Saturday, September 19, 2009

Murderers and Redemption

I've been reading St. Therese's The Story of a Soul. It is important for me to read it because I tend to thrive on abstract, academic, rational kinds of reading, and this is true of my spiritual reading. Recently in a conversation with one of the deacons at our parish, I realized that I need to tap into a more emotional and deeper spiritual relationship with God. St. Therese is a great start for that pilgrimage. (And my son's football game was at St. Therese the Little Flower parish today, which is a nice reminder to stay on this track for a while.)

St. Therese wrote something that has a great deal of applicability to today's headlines. Romell Broom raped and killed a fourteen-year-old girl in 1984. His recent execution at the Lucasville prison in Ohio by lethal injection was halted because the executioner could not get a vein. On a local radio talk show both the host and a caller referred to Broom as an "animal" without any second thoughts on that viewpoint.
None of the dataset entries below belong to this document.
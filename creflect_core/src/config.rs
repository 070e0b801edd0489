use crate::error::{CreflectError, Result};
use once_cell::sync::Lazy;
use regex::Regex;
use serde::{Deserialize, Serialize};
use std::{
    env, fs,
    path::{Path, PathBuf},
};
use tracing::{debug, error, info, trace, warn};

pub const CONFIG_FILE_NAME: &str = "creflect.toml";

static ENV_REFERENCE: Lazy<Regex> = Lazy::new(|| {
    Regex::new(r"\$\{([A-Za-z_][A-Za-z0-9_]*)(?::-([^}]*))?\}")
        .expect("Invalid env reference regex")
});

/// Format of the generated output.
#[derive(Debug, Clone, Copy, PartialEq, Eq, Deserialize, Serialize, Default)]
#[serde(rename_all = "lowercase")]
pub enum OutputFormat {
    /// Declarations followed by C name tables
    #[default]
    C,
    /// JSON description of every reflected enum
    Json,
}

/// Settings for locating annotation blocks
#[derive(Debug, Clone, Deserialize, Serialize)]
pub struct ScanConfig {
    /// Macro name wrapping reflected declarations
    #[serde(default = "default_annotation")]
    pub annotation: String,
}

impl Default for ScanConfig {
    fn default() -> Self {
        Self {
            annotation: default_annotation(),
        }
    }
}

/// Settings for the generated tables
#[derive(Debug, Clone, Deserialize, Serialize)]
pub struct EmitConfig {
    /// Element type of each generated table
    #[serde(default = "default_table_type")]
    pub table_type: String,
    /// Appended to the enum type name to name its table
    #[serde(default = "default_table_suffix")]
    pub table_suffix: String,
    #[serde(default)]
    pub format: OutputFormat,
    /// Output file; stdout when absent. Supports `${VAR:-default}`.
    #[serde(default)]
    pub output: Option<String>,
}

impl Default for EmitConfig {
    fn default() -> Self {
        Self {
            table_type: default_table_type(),
            table_suffix: default_table_suffix(),
            format: OutputFormat::default(),
            output: None,
        }
    }
}

fn default_annotation() -> String {
    "CREFLECT".to_string()
}

fn default_table_type() -> String {
    "const char *".to_string()
}

fn default_table_suffix() -> String {
    "_str".to_string()
}

/// Root configuration, read from `creflect.toml`
#[derive(Debug, Clone, Default, Deserialize, Serialize)]
pub struct CreflectConfig {
    #[serde(default)]
    pub scan: ScanConfig,
    #[serde(default)]
    pub emit: EmitConfig,
}

impl CreflectConfig {
    /// Loads configuration from `explicit` if given, otherwise from the
    /// nearest `creflect.toml` in the current directory or its ancestors.
    /// Without any file the defaults apply.
    pub fn load(explicit: Option<&Path>) -> Result<CreflectConfig> {
        dotenv::dotenv().ok();
        debug!("Environment variables loaded from .env if present");

        let path = match explicit {
            Some(path) => Some(path.to_path_buf()),
            None => Self::find_config_file_from(&env::current_dir()?),
        };

        match path {
            Some(path) => Self::from_path(&path),
            None => {
                debug!("No {} found, using defaults", CONFIG_FILE_NAME);
                Ok(CreflectConfig::default())
            }
        }
    }

    pub fn from_path(path: &Path) -> Result<CreflectConfig> {
        info!("Loading configuration from {:?}", path);
        let contents = fs::read_to_string(path).map_err(|e| {
            error!("Failed to read configuration file: {}", e);
            CreflectError::read_input(path, e)
        })?;
        debug!("Configuration file size: {} bytes", contents.len());
        Self::from_toml_str(&contents)
    }

    pub fn from_toml_str(contents: &str) -> Result<CreflectConfig> {
        let mut config: CreflectConfig = toml::from_str(contents).map_err(|e| {
            error!("Failed to parse TOML configuration: {}", e);
            CreflectError::config(e.to_string())
        })?;

        config.scan.annotation = Self::substitute_env_vars(&config.scan.annotation)?;
        config.emit.table_type = Self::substitute_env_vars(&config.emit.table_type)?;
        config.emit.table_suffix = Self::substitute_env_vars(&config.emit.table_suffix)?;
        if let Some(output) = config.emit.output.take() {
            config.emit.output = Some(Self::substitute_env_vars(&output)?);
        }

        config.validate()?;
        debug!(
            "Annotation: {}, table: {} <name>{}, format: {:?}",
            config.scan.annotation,
            config.emit.table_type,
            config.emit.table_suffix,
            config.emit.format
        );
        Ok(config)
    }

    /// Checks values that would otherwise produce broken output.
    pub fn validate(&self) -> Result<()> {
        if !is_identifier(&self.scan.annotation) {
            return Err(CreflectError::config(format!(
                "scan.annotation must be a C identifier, got {:?}",
                self.scan.annotation
            )));
        }
        if !self.emit.table_suffix.bytes().all(crate::lexical::is_ident_byte) {
            return Err(CreflectError::config(format!(
                "emit.table_suffix may only contain identifier characters, got {:?}",
                self.emit.table_suffix
            )));
        }
        if self.emit.table_type.trim().is_empty() {
            return Err(CreflectError::config("emit.table_type must not be empty"));
        }
        Ok(())
    }

    /// Searches for `creflect.toml` starting at `start` and walking up to
    /// the root.
    pub fn find_config_file_from(start: &Path) -> Option<PathBuf> {
        debug!("Starting config file search from: {:?}", start);
        for dir in start.ancestors() {
            let candidate = dir.join(CONFIG_FILE_NAME);
            trace!("Checking for config at: {:?}", candidate);
            if candidate.is_file() {
                return Some(candidate);
            }
        }
        None
    }

    /// Expands `${NAME}` and `${NAME:-fallback}` in a config value. Text
    /// outside a reference, including the value a variable expands to, is
    /// copied through untouched.
    fn substitute_env_vars(value: &str) -> Result<String> {
        let mut expanded = String::with_capacity(value.len());
        let mut copied_up_to = 0;

        for cap in ENV_REFERENCE.captures_iter(value) {
            let Some(reference) = cap.get(0) else {
                continue;
            };
            let name = &cap[1];
            expanded.push_str(&value[copied_up_to..reference.start()]);

            match (env::var(name), cap.get(2)) {
                (Ok(set), _) => expanded.push_str(&set),
                (Err(_), Some(fallback)) => {
                    warn!(
                        variable = name,
                        fallback = fallback.as_str(),
                        "unset variable in config, using fallback"
                    );
                    expanded.push_str(fallback.as_str());
                }
                (Err(_), None) => {
                    error!(variable = name, "unset variable in config has no fallback");
                    return Err(CreflectError::EnvVarNotSet(name.to_string()));
                }
            }
            copied_up_to = reference.end();
        }

        expanded.push_str(&value[copied_up_to..]);
        trace!(%value, %expanded, "expanded config value");
        Ok(expanded)
    }
}

fn is_identifier(s: &str) -> bool {
    crate::lexical::ident_end(s.as_bytes(), 0) == Some(s.len())
}
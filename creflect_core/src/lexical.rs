//! Byte-level helpers shared by the scanner and the declaration parser.
//!
//! Every delimiter this crate cares about is ASCII, so offsets returned here
//! always fall on UTF-8 character boundaries.

pub(crate) fn is_ident_byte(b: u8) -> bool {
    b.is_ascii_alphanumeric() || b == b'_'
}

pub(crate) fn skip_whitespace(bytes: &[u8], mut i: usize) -> usize {
    while bytes.get(i).is_some_and(|b| b.is_ascii_whitespace()) {
        i += 1;
    }
    i
}

/// End of the identifier starting at `i`, or `None` if none starts there.
pub(crate) fn ident_end(bytes: &[u8], i: usize) -> Option<usize> {
    match bytes.get(i) {
        Some(&b) if b.is_ascii_alphabetic() || b == b'_' => {
            let len = bytes[i..].iter().take_while(|&&b| is_ident_byte(b)).count();
            Some(i + len)
        }
        _ => None,
    }
}

/// If a comment starts at `i`, returns the offset just past it. A line
/// comment stops before its newline.
pub(crate) fn skip_comment(bytes: &[u8], i: usize) -> Option<usize> {
    match (bytes.get(i), bytes.get(i + 1)) {
        (Some(b'/'), Some(b'/')) => Some(
            bytes[i..]
                .iter()
                .position(|&b| b == b'\n')
                .map_or(bytes.len(), |p| i + p),
        ),
        (Some(b'/'), Some(b'*')) => Some(
            bytes[i + 2..]
                .windows(2)
                .position(|w| w == b"*/")
                .map_or(bytes.len(), |p| i + 2 + p + 2),
        ),
        _ => None,
    }
}

/// If a string or character literal starts at `i`, returns the offset just
/// past it. A `'` inside a number such as `1'000` is a digit separator and
/// starts nothing.
pub(crate) fn skip_literal(bytes: &[u8], i: usize) -> Option<usize> {
    let quote = match bytes.get(i) {
        Some(b'\'') if inside_number(bytes, i) => return None,
        Some(&q @ (b'"' | b'\'')) => q,
        _ => return None,
    };

    let mut j = i + 1;
    while j < bytes.len() {
        match bytes[j] {
            b'\\' => j += 2,
            // C literals cannot span lines; a stray quote ends at the newline.
            b'\n' => return Some(j),
            b if b == quote => return Some(j + 1),
            _ => j += 1,
        }
    }
    Some(bytes.len())
}

/// True when the run of identifier bytes and separators ending just before
/// `i` is a numeric literal. Prefixed char literals (`L'x'`, `u8'x'`) start
/// with a letter.
fn inside_number(bytes: &[u8], i: usize) -> bool {
    let start = bytes[..i]
        .iter()
        .rposition(|&b| !(is_ident_byte(b) || b == b'\''))
        .map_or(0, |p| p + 1);
    start < i && bytes[start].is_ascii_digit()
}

pub(crate) fn skip_lexical(bytes: &[u8], i: usize) -> Option<usize> {
    skip_comment(bytes, i).or_else(|| skip_literal(bytes, i))
}

/// Returns the index of `closer` ending a group whose opening delimiter sits
/// just before `from`. Nested `()`, `[]` and `{}` must balance; a mismatch
/// ends the search without a result.
pub(crate) fn find_closing(bytes: &[u8], from: usize, closer: u8) -> Option<usize> {
    let mut expected = vec![closer];
    let mut i = from;

    while i < bytes.len() {
        if let Some(end) = skip_lexical(bytes, i) {
            i = end;
            continue;
        }
        match bytes[i] {
            b'(' => expected.push(b')'),
            b'[' => expected.push(b']'),
            b'{' => expected.push(b'}'),
            close @ (b')' | b']' | b'}') => {
                if expected.pop() != Some(close) {
                    return None;
                }
                if expected.is_empty() {
                    return Some(i);
                }
            }
            _ => {}
        }
        i += 1;
    }

    None
}
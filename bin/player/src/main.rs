use std::{
    sync::{
        atomic::{AtomicBool, Ordering},
        Arc,
    },
    time::{Duration, Instant},
};

use anyhow::bail;
use clap::Parser;
use reqwest::{Client, ClientBuilder};
use stitch::{PlayerSurface, Session, StreamMode};

#[derive(Parser, Debug, Clone)]
pub struct PlayerArgs {
    /// Debug output
    #[clap(long, alias = "debug")]
    verbose: bool,

    /// Form-encoded key=value pair sent with the stream request,
    /// e.g. "cust_params=section=sports". Repeatable.
    #[clap(short, long)]
    param: Vec<String>,

    /// Request a live stream (event-driven ad tracking). Defaults to VOD.
    #[clap(long)]
    live: bool,

    /// Seconds of playback to simulate before pausing
    #[clap(long, default_value = "60")]
    duration: u64,

    /// Request timeout in seconds
    #[clap(long, default_value = "10")]
    timeout: u64,

    /// Stream-creation API endpoint
    api_url: String,
}

impl PlayerArgs {
    fn client(&self) -> anyhow::Result<Client> {
        Ok(ClientBuilder::new()
            .timeout(Duration::from_secs(self.timeout))
            .build()?)
    }

    fn params(&self) -> anyhow::Result<Vec<(String, String)>> {
        let mut params = Vec::with_capacity(self.param.len());
        for param in &self.param {
            let Some((key, value)) = param.split_once('=') else {
                bail!("Invalid parameter: {param}");
            };
            params.push((key.to_string(), value.to_string()));
        }
        Ok(params)
    }
}

/// Stands in for a real playback engine: the position is wall-clock time
/// since start, the controls toggle is logged.
struct SimulatedPlayer {
    started: Instant,
    controls: AtomicBool,
}

impl SimulatedPlayer {
    fn new() -> Self {
        Self {
            started: Instant::now(),
            controls: AtomicBool::new(true),
        }
    }
}

impl PlayerSurface for SimulatedPlayer {
    fn position(&self) -> f64 {
        self.started.elapsed().as_secs_f64()
    }

    fn set_controls_enabled(&self, enabled: bool) {
        if self.controls.swap(enabled, Ordering::SeqCst) != enabled {
            if enabled {
                log::info!("Ad break over, controls shown");
            } else {
                log::info!("Ad break, controls hidden");
            }
        }
    }
}

#[tokio::main]
async fn main() -> anyhow::Result<()> {
    let args = PlayerArgs::parse();
    if args.verbose && std::env::var("RUST_LOG").is_err() {
        std::env::set_var("RUST_LOG", "debug");
    }
    pretty_env_logger::init();

    let client = args.client()?;
    let mode = if args.live {
        StreamMode::Live
    } else {
        StreamMode::Vod
    };

    let surface = Arc::new(SimulatedPlayer::new());
    let session = Session::create(client, &args.api_url, &args.params()?, mode, surface).await?;

    log::info!("Stream manifest: {}", session.manifest_url());
    log::info!(
        "Simulating {duration}s of playback (mode: {mode:?})",
        duration = args.duration
    );

    session.play();
    tokio::time::sleep(Duration::from_secs(args.duration)).await;
    session.pause();

    Ok(())
}
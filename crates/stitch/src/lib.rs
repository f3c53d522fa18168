pub mod api;
pub mod correlate;
pub mod error;
pub mod model;
pub mod queue;
pub mod resolve;
pub mod session;
pub mod timed_meta;
pub mod verify;

pub use api::{StreamInfo, StreamMode};
pub use error::{StitchError, StitchResult};
pub use session::Session;

/// The player surface a session talks to.
///
/// The session only ever reads the playback position and toggles the
/// controls; the actual playback engine and UI stay on the embedder's side of
/// this trait.
pub trait PlayerSurface: Send + Sync {
    /// Current playback position in seconds.
    fn position(&self) -> f64;

    /// Shows or hides the player's own controls. Called on every controls
    /// tick; controls are enabled iff no ad is playing.
    fn set_controls_enabled(&self, enabled: bool);
}
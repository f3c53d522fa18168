use thiserror::Error;

#[derive(Error, Debug)]
pub enum StitchError {
    #[error("HTTP error: {0}")]
    HttpError(reqwest::StatusCode),

    #[error("Stream creation failed with status {0}")]
    StreamCreationError(reqwest::StatusCode),

    #[error("Stream manifest not found in stream response")]
    MissingManifest,

    #[error("Media verification URL not found in stream response")]
    MissingVerificationUrl,

    #[error("Metadata URL not found in stream response")]
    MissingMetadataUrl,

    #[error("Invalid clickthrough url: {0}")]
    InvalidClickthrough(String),

    #[error(transparent)]
    IOError(#[from] std::io::Error),

    #[error(transparent)]
    UrlParseError(#[from] url::ParseError),

    #[error(transparent)]
    RequestError(#[from] reqwest::Error),

    #[error(transparent)]
    JsonError(#[from] serde_json::Error),
}

pub type StitchResult<T> = Result<T, StitchError>;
What Broom did was an horrendous evil. He caused a tremendously painful, humiliating death to an innocent teenage girl, Tryna Middleton, as well as the on-going agony of her mother, Betsy. Broom's attorney made the outrageous statement: "There's still a state that wants to execute Romell Broom even though he's been through this horrific, tortuous two-and-a-half hour battle with the executioners on Tuesday, and it's our hope that we can convince the courts that once the state has tried once to execute this man and has failed, that they can't try again." The attorney seems to be conveniently forgetting the horrific, torturous battle Tryna Middleton faced at the hands of Broom.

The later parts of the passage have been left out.